[TASK INSTRUCTIONS]
Please copy each line of the listing below in which the word "Relaxed" appears.

----------------------------------------

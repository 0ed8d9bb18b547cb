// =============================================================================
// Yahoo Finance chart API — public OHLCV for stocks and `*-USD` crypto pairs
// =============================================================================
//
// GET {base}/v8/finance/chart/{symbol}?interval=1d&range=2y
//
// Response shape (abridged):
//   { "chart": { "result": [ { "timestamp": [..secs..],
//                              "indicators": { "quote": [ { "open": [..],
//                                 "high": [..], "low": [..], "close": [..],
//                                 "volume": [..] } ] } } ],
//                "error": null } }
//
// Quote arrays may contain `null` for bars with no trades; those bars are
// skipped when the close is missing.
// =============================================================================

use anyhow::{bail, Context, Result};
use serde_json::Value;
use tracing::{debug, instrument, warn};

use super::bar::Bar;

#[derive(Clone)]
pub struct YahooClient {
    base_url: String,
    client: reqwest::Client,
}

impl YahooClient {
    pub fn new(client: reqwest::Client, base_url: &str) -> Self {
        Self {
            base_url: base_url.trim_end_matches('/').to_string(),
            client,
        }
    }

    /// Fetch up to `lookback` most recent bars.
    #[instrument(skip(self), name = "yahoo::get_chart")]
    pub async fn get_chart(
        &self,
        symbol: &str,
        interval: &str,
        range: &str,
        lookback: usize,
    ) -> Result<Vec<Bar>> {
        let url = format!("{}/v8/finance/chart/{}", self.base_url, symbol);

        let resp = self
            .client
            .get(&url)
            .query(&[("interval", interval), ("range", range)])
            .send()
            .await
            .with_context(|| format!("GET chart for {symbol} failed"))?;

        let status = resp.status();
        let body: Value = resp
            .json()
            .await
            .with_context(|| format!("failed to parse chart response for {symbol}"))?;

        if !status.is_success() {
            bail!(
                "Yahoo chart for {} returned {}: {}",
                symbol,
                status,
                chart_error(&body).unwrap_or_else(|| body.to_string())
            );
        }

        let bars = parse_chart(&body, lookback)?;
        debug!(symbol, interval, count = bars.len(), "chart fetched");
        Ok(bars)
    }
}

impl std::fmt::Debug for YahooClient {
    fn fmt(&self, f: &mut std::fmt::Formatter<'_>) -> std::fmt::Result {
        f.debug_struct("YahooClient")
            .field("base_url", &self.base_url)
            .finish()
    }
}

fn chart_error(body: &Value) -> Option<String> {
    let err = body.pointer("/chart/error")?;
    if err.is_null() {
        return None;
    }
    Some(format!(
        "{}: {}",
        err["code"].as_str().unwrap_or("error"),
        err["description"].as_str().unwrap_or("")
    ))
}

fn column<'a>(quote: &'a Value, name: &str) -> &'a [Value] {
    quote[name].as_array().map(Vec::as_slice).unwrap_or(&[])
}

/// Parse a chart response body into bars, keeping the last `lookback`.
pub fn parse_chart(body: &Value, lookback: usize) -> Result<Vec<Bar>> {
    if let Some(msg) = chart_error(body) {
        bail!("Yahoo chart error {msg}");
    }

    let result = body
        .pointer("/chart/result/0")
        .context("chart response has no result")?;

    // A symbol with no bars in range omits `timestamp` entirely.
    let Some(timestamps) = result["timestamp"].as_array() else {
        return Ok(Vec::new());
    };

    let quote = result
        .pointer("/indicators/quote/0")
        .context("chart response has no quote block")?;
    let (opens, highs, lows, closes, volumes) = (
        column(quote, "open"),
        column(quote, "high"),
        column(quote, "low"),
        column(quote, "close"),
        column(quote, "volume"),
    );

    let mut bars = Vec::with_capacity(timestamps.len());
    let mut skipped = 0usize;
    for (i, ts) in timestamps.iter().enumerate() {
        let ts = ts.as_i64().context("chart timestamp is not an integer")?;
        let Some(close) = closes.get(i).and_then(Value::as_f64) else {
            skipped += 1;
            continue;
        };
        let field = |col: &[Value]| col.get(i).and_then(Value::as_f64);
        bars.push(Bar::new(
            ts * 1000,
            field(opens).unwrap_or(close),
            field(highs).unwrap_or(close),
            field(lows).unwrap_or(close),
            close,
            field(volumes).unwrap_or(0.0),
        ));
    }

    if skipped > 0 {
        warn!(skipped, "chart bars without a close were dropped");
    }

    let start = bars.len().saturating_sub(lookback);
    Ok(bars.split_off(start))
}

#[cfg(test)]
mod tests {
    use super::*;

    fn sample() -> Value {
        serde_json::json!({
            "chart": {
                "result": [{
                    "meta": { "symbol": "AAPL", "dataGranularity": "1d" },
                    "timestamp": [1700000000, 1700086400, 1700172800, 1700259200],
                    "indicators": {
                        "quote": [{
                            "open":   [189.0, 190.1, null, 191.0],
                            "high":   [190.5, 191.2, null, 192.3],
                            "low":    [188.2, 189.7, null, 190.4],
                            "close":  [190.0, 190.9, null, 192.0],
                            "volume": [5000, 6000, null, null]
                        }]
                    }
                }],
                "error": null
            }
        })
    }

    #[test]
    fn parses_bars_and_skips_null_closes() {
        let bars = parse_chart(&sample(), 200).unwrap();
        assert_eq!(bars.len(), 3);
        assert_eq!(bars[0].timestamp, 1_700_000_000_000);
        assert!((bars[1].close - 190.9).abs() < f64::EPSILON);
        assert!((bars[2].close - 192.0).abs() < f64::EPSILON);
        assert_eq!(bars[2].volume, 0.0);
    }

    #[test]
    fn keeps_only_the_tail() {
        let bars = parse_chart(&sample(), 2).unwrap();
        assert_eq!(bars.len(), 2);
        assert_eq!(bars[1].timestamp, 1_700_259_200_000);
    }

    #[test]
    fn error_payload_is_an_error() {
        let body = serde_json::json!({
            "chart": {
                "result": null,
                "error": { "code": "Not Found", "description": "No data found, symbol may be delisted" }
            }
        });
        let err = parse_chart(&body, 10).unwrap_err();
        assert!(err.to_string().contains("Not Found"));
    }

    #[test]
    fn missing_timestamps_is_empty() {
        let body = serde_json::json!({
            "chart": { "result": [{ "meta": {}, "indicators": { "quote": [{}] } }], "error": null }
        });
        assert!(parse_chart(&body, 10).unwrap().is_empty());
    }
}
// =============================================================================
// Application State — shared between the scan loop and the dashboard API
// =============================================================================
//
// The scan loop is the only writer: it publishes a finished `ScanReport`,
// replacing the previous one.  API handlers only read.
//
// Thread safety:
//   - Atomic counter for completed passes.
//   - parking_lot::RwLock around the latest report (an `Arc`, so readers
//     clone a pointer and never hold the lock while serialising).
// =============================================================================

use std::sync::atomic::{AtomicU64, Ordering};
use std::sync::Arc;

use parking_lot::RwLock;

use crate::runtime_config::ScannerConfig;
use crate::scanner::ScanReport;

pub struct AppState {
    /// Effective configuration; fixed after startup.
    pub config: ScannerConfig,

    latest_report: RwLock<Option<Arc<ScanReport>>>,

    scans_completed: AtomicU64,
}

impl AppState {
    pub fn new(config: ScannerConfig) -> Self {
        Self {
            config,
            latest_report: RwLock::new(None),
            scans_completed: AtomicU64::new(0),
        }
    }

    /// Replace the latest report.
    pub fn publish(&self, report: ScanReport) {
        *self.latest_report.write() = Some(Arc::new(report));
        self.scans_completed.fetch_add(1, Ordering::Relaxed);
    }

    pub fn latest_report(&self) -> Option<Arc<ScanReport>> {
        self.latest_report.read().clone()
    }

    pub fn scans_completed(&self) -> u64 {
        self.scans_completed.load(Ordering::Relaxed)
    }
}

----------------------------------------

[RESPONSE]
        self.scans_completed.fetch_add(1, Ordering::Relaxed);
        self.scans_completed.load(Ordering::Relaxed)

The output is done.